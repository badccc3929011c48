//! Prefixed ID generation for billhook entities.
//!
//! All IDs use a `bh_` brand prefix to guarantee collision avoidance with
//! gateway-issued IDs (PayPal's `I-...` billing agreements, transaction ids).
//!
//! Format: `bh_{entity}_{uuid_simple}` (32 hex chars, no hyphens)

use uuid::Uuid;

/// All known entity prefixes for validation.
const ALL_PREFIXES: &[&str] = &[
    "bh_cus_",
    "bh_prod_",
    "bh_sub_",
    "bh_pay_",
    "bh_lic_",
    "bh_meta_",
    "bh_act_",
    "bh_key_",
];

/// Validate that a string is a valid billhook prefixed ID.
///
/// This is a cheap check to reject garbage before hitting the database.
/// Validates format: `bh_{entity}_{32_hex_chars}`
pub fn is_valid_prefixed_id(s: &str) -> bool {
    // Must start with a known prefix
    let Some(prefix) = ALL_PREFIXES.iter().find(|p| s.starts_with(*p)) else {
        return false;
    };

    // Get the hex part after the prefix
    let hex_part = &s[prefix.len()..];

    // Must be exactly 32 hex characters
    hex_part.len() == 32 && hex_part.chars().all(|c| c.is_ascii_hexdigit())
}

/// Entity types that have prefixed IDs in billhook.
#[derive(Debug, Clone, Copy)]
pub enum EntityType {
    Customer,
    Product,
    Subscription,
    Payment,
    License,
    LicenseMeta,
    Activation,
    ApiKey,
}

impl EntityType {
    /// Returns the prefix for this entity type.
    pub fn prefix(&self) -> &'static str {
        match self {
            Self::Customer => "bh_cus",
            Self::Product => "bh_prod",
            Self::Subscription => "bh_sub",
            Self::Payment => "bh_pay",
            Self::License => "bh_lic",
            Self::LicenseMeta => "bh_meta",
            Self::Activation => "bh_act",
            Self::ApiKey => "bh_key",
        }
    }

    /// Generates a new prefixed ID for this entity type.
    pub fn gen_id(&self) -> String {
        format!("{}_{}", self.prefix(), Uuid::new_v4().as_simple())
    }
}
-=-=-
- ASSIGNED TASK: Based on the material above, how many lines contain the string "that"? State the number alone.

- OUTPUT: 2